01/18/2002 12:00AM

New post suits consensus-builder Flynn


Michael Flynn's big move to Maryland will not occur until early February, but already he is having to make a policy decision: namely, the wording on his business cards.

"All those titles," said Flynn, indicating that he would much prefer to classify himself as a consensus-builder. "Do I really need to list them all?"

For the record, Flynn will assume the duties of executive vice-president of the Maryland Horse Breeders Association, executive director of Maryland Million, Ltd., and publisher/editor of the Mid-Atlantic Thoroughbred magazine. All of those functions are carried out at the offices of the MHBA, located in Timonium, Md.

Flynn, 58, comes to Maryland from the New York Thoroughbred Breeders, Inc., where he has served as executive director for the past five years. He replaces Tim Capps, who left on Jan. 1 for a new job as executive vice-president of the Maryland Jockey Club, corporate owner of Laurel and Pimlico.

Maryland is not unfamiliar turf to Flynn, who lived in the state during some of his most formative years, in the 1960's, when his late parents, Desmond and Mary Flynn, owned and operated The Curragh in Chesapeake City, a major Thoroughbred nursery. Mike Flynn, while in his early 20's, became a full partner in the operation of that farm. The family had moved to this country from Tipperary, Ireland, where Mike Flynn's grandfather was also a professional horseman.

In the 1970's, Flynn further developed his skills as a hands-on horseman at two premier establishments, serving as assistant manager of Hobeau Farm in Ocala, Fla., and general manager and on-farm trainer at John D. Marsh's farm in Virginia. He relocated to New York State in the late 1970's, and was a partner with future state senator Howard Nolan in developing Blue Sky Farm, Inc., in Goshen, N.Y. When that partnership was dissolved in 1992, Flynn established his own broodmare operation, Country Time Farm, which he sold in December 2001.

Flynn, who was a legislative aide in the New York State Senate from 1990 to 1994, played a major role in the coalition that lobbied for the introduction of video lottery terminals in New York State, which was approved last fall. He now intends to focus on promoting unity among the various elements of the industry in Maryland, he said. "Without good racing, the breeding industry is going nowhere," he said. "Racetrack owners, farm owners, and horsemen need each other, and we have to support one another on a business basis. The Standardbred industry figures into that, too. We have to figure out what is fair, and what the state needs, and speak with one voice legislatively."
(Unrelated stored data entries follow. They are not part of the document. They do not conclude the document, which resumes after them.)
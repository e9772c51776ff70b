//! Rolling waveform buffer for the selected subject.

use std::collections::VecDeque;

/// Default number of samples kept.
pub const DEFAULT_CAPACITY: usize = 100;

/// Fixed-capacity FIFO of waveform samples.
///
/// The buffer is bound to one subject at a time. Samples for any other
/// subject are refused, so late data from a previous selection cannot leak
/// into the current trace. Contents depend only on the order of `append`
/// calls, never on their timing.
#[derive(Debug, Clone)]
pub struct WaveformBuffer {
    capacity: usize,
    subject: Option<String>,
    samples: VecDeque<f64>,
}

impl Default for WaveformBuffer {
    fn default() -> Self {
        Self::new(DEFAULT_CAPACITY)
    }
}

impl WaveformBuffer {
    /// Create an empty, unbound buffer.
    pub fn new(capacity: usize) -> Self {
        let capacity = capacity.max(1);
        Self {
            capacity,
            subject: None,
            samples: VecDeque::with_capacity(capacity),
        }
    }

    pub fn capacity(&self) -> usize {
        self.capacity
    }

    pub fn len(&self) -> usize {
        self.samples.len()
    }

    pub fn is_empty(&self) -> bool {
        self.samples.is_empty()
    }

    /// Subject the buffer currently accepts samples for.
    pub fn subject(&self) -> Option<&str> {
        self.subject.as_deref()
    }

    /// Clear to `capacity` zero samples, keeping the subject binding.
    ///
    /// A full buffer of zeros keeps chart rendering stable.
    pub fn reset(&mut self) {
        self.samples.clear();
        self.samples.resize(self.capacity, 0.0);
    }

    /// Reset and bind to a new subject.
    pub fn rebind(&mut self, subject: Option<&str>) {
        self.subject = subject.map(str::to_string);
        self.reset();
    }

    /// Append samples for `subject`, evicting the oldest beyond capacity.
    ///
    /// Returns false and leaves the buffer untouched if `subject` is not the
    /// bound subject.
    pub fn append(&mut self, subject: &str, samples: &[f64]) -> bool {
        if self.subject.as_deref() != Some(subject) {
            return false;
        }
        for &sample in samples {
            self.samples.push_back(sample);
            if self.samples.len() > self.capacity {
                self.samples.pop_front();
            }
        }
        true
    }

    /// Iterate samples oldest first.
    pub fn iter(&self) -> impl Iterator<Item = &f64> {
        self.samples.iter()
    }

    /// Copy the samples out, oldest first.
    pub fn to_vec(&self) -> Vec<f64> {
        self.samples.iter().copied().collect()
    }

    /// Most recent sample.
    pub fn latest(&self) -> Option<f64> {
        self.samples.back().copied()
    }
}

#[cfg(test)]
mod tests {
    use super::*;

    /// An empty buffer bound to "s1".
    fn empty_buffer(capacity: usize) -> WaveformBuffer {
        let mut buffer = WaveformBuffer::new(capacity);
        buffer.subject = Some("s1".to_string());
        buffer
    }

    #[test]
    fn test_new_buffer_is_empty_and_unbound() {
        let buffer = WaveformBuffer::new(5);
        assert!(buffer.is_empty());
        assert_eq!(buffer.subject(), None);
    }

    #[test]
    fn test_reset_fills_with_zeros() {
        let mut buffer = empty_buffer(5);
        buffer.append("s1", &[1.0, 2.0]);
        buffer.reset();
        assert_eq!(buffer.to_vec(), vec![0.0; 5]);
        assert_eq!(buffer.subject(), Some("s1"));
    }

    #[test]
    fn test_append_under_capacity_preserves_order() {
        let mut buffer = empty_buffer(10);
        assert!(buffer.append("s1", &[1.0, 2.0]));
        assert!(buffer.append("s1", &[3.0]));
        assert!(buffer.append("s1", &[]));
        assert!(buffer.append("s1", &[4.0, 5.0, 6.0]));

        assert_eq!(buffer.len(), 6);
        assert_eq!(buffer.to_vec(), vec![1.0, 2.0, 3.0, 4.0, 5.0, 6.0]);
    }

    #[test]
    fn test_append_over_capacity_keeps_last_samples() {
        let mut buffer = empty_buffer(4);
        buffer.append("s1", &[1.0, 2.0, 3.0]);
        buffer.append("s1", &[4.0, 5.0, 6.0, 7.0, 8.0, 9.0]);

        assert_eq!(buffer.len(), 4);
        assert_eq!(buffer.to_vec(), vec![6.0, 7.0, 8.0, 9.0]);
        assert_eq!(buffer.latest(), Some(9.0));
    }

    #[test]
    fn test_one_at_a_time_past_capacity() {
        let mut buffer = empty_buffer(100);
        for i in 1..=120 {
            buffer.append("s1", &[i as f64]);
        }

        let expected: Vec<f64> = (21..=120).map(|i| i as f64).collect();
        assert_eq!(buffer.to_vec(), expected);
    }

    #[test]
    fn test_zero_filled_buffer_rolls_forward() {
        let mut buffer = WaveformBuffer::new(3);
        buffer.rebind(Some("s1"));
        buffer.append("s1", &[0.5]);
        assert_eq!(buffer.to_vec(), vec![0.0, 0.0, 0.5]);
    }

    #[test]
    fn test_append_for_other_subject_is_noop() {
        let mut buffer = empty_buffer(4);
        buffer.append("s1", &[1.0]);

        assert!(!buffer.append("s2", &[9.0, 9.0]));
        assert_eq!(buffer.to_vec(), vec![1.0]);

        let mut unbound = WaveformBuffer::new(2);
        assert!(!unbound.append("s1", &[1.0]));
        assert!(unbound.is_empty());
    }

    #[test]
    fn test_rebind_resets() {
        let mut buffer = empty_buffer(3);
        buffer.append("s1", &[1.0, 2.0]);
        buffer.rebind(Some("s2"));

        assert_eq!(buffer.to_vec(), vec![0.0; 3]);
        assert!(!buffer.append("s1", &[7.0]));
        assert!(buffer.append("s2", &[7.0]));
    }

    #[test]
    fn test_identical_call_sequences_give_identical_contents() {
        let calls: Vec<Vec<f64>> = vec![vec![0.1, 0.2], vec![0.3], vec![0.4, 0.5, 0.6, 0.7]];
        let mut a = empty_buffer(5);
        let mut b = empty_buffer(5);

        for call in &calls {
            a.append("s1", call);
        }
        for call in &calls {
            std::thread::sleep(std::time::Duration::from_millis(1));
            b.append("s1", call);
        }

        assert_eq!(a.to_vec(), b.to_vec());
    }

    #[test]
    fn test_zero_capacity_is_clamped() {
        assert_eq!(WaveformBuffer::new(0).capacity(), 1);
    }
}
If history is any indication, Flynn will make his mark in significant and not yet predictable, ways. The MHBA has had only four individuals to serve in a top leadership capacity since its founding in 1929, each making an indelible imprint.

"The MHBA has been extraordinarily fortunate with the executive leaders who have carried it forward over the years," said Mike Pons, the group's current president. "The legendary Humphrey Finney was the man who got it all started. Snowden Carter came along in the 1960's and helped to implement the Maryland Fund - the first statebred incentive program in the country - as well as developing The Maryland Horse magazine into a nationally recognized publication."

Beginning in 1986, said Pons, "Rich Wilcke spearheaded the Maryland Million and expanded the magazine into the Mid-Atlantic Thoroughbred. And since 1995, Tim Capps has done an excellent job of representing the Maryland horse industry on both the state and national levels."